> **EXERCISE DIRECTIONS**: Each line of the material below with the word "speech" is to be reported.

> **INFORMATION PROVIDED**:
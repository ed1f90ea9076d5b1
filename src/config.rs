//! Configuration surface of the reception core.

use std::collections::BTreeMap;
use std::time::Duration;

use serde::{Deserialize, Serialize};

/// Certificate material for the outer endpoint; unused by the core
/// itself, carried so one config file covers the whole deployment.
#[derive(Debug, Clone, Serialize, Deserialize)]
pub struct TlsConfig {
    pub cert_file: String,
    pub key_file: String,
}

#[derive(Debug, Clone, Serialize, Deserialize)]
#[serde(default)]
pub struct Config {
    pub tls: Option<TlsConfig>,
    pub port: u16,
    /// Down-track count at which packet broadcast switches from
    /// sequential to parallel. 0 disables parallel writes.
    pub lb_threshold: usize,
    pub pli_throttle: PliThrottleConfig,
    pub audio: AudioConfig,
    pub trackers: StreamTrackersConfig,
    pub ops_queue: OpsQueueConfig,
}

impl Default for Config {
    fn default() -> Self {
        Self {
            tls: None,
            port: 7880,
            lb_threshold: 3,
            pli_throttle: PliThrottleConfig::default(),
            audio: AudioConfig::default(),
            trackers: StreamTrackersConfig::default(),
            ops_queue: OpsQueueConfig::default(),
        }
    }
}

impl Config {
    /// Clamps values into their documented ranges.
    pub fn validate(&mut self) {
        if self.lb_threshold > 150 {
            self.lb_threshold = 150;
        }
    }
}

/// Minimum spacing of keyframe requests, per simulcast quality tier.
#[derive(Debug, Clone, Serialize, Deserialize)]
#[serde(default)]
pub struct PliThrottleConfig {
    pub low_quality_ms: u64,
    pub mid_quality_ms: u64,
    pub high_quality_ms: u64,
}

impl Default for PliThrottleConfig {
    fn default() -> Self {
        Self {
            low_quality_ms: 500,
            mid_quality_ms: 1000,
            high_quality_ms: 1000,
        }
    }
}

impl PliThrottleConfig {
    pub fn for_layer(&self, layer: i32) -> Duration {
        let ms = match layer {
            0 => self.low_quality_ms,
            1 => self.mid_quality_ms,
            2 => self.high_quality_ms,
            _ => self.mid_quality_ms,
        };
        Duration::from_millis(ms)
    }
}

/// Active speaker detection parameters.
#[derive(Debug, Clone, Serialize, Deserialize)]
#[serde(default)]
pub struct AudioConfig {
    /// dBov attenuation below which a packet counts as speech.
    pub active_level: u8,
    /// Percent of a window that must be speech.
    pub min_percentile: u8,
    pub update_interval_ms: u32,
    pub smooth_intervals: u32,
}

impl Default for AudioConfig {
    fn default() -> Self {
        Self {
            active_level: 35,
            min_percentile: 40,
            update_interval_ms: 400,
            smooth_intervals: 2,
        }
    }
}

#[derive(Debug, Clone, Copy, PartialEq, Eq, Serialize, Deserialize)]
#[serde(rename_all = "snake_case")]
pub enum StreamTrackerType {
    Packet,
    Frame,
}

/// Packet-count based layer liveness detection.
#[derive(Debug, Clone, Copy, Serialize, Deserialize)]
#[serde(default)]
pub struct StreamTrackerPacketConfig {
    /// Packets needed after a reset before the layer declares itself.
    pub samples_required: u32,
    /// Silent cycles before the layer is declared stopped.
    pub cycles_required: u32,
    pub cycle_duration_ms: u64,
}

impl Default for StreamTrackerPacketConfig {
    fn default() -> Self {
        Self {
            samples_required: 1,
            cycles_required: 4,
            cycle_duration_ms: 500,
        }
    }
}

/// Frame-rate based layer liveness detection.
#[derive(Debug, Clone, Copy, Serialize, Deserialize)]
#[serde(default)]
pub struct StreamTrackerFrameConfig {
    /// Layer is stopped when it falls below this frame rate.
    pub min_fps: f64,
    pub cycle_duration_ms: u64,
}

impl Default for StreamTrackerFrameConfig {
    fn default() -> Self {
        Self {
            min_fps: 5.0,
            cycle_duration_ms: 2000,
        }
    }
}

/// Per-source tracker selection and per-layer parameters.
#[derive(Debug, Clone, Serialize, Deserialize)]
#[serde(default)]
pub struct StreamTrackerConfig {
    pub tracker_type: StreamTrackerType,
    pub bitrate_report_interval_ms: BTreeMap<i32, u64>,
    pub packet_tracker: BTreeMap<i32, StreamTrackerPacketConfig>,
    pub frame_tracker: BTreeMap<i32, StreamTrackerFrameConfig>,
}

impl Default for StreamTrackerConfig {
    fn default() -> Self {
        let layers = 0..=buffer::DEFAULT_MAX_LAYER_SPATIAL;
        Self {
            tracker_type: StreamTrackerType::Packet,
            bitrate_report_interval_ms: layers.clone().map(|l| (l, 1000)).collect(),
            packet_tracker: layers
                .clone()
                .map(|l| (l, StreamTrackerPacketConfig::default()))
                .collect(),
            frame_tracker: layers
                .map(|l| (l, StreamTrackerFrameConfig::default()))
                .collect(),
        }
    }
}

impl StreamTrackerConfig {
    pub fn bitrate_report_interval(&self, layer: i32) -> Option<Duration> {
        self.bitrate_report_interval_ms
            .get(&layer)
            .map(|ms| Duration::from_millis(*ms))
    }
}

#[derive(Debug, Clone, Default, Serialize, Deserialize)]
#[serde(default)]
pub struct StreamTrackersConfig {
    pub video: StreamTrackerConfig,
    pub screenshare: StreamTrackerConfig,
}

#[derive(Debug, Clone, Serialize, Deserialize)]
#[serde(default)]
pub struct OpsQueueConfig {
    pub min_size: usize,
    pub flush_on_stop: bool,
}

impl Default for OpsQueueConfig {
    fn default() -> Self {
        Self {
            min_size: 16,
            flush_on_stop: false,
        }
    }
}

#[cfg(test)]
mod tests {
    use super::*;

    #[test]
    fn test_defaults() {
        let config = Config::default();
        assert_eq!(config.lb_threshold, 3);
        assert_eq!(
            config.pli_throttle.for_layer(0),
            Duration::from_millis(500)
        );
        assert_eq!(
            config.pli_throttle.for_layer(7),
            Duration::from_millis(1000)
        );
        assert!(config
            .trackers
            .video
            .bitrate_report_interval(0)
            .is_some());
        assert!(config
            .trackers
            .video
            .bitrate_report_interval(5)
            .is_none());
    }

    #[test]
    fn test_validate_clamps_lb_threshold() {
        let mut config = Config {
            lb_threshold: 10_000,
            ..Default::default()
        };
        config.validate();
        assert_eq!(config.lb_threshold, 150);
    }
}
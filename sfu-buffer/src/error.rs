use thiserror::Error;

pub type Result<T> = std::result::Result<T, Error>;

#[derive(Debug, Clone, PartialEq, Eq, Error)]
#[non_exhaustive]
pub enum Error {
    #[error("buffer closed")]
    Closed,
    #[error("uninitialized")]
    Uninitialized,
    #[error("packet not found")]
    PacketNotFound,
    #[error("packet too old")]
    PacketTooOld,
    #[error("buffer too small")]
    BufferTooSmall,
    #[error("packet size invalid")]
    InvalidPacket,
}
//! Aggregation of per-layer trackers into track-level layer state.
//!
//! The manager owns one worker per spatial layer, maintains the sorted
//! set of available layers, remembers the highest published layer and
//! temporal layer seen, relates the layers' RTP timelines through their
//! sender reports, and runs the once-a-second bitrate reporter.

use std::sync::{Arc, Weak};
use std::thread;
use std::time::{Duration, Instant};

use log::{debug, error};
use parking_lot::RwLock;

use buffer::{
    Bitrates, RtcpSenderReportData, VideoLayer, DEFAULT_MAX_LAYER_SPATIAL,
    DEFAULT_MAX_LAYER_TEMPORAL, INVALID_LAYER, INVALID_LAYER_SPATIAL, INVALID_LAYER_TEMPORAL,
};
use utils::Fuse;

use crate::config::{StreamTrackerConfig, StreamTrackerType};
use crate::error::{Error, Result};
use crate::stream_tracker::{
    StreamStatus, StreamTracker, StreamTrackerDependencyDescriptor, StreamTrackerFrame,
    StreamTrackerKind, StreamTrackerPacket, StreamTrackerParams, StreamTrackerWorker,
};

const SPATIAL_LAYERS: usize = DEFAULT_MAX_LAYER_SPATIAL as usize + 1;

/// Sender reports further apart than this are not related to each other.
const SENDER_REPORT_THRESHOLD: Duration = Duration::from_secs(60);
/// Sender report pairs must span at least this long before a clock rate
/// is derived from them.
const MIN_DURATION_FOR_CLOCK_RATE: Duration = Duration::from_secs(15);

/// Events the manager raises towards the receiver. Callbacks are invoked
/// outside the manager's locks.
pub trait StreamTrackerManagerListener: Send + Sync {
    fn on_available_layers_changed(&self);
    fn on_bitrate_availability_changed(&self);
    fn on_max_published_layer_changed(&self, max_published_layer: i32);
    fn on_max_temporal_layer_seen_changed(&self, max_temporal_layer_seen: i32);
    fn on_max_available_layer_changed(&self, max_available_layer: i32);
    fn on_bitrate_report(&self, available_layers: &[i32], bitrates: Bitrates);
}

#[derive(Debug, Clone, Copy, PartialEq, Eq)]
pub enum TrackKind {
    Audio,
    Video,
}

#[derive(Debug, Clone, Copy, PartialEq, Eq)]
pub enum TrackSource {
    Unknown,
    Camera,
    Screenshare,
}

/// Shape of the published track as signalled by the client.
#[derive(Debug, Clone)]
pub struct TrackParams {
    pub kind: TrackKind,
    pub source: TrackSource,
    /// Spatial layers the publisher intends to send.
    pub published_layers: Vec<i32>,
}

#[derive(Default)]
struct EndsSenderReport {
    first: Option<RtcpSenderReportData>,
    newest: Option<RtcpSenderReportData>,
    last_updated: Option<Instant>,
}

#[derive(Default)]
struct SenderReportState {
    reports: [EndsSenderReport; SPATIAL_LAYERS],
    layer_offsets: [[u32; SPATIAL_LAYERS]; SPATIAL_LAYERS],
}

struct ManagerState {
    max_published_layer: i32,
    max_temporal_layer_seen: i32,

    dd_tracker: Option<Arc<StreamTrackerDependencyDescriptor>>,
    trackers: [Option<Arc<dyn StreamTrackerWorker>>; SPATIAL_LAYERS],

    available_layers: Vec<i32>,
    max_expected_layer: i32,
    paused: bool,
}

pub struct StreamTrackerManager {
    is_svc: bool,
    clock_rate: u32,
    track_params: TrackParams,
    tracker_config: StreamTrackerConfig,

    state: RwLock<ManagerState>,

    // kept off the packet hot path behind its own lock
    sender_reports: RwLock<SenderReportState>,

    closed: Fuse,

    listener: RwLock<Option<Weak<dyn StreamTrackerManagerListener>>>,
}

> **TASK RESULT**:
    /// dBov attenuation below which a packet counts as speech.
    /// Percent of a window that must be speech.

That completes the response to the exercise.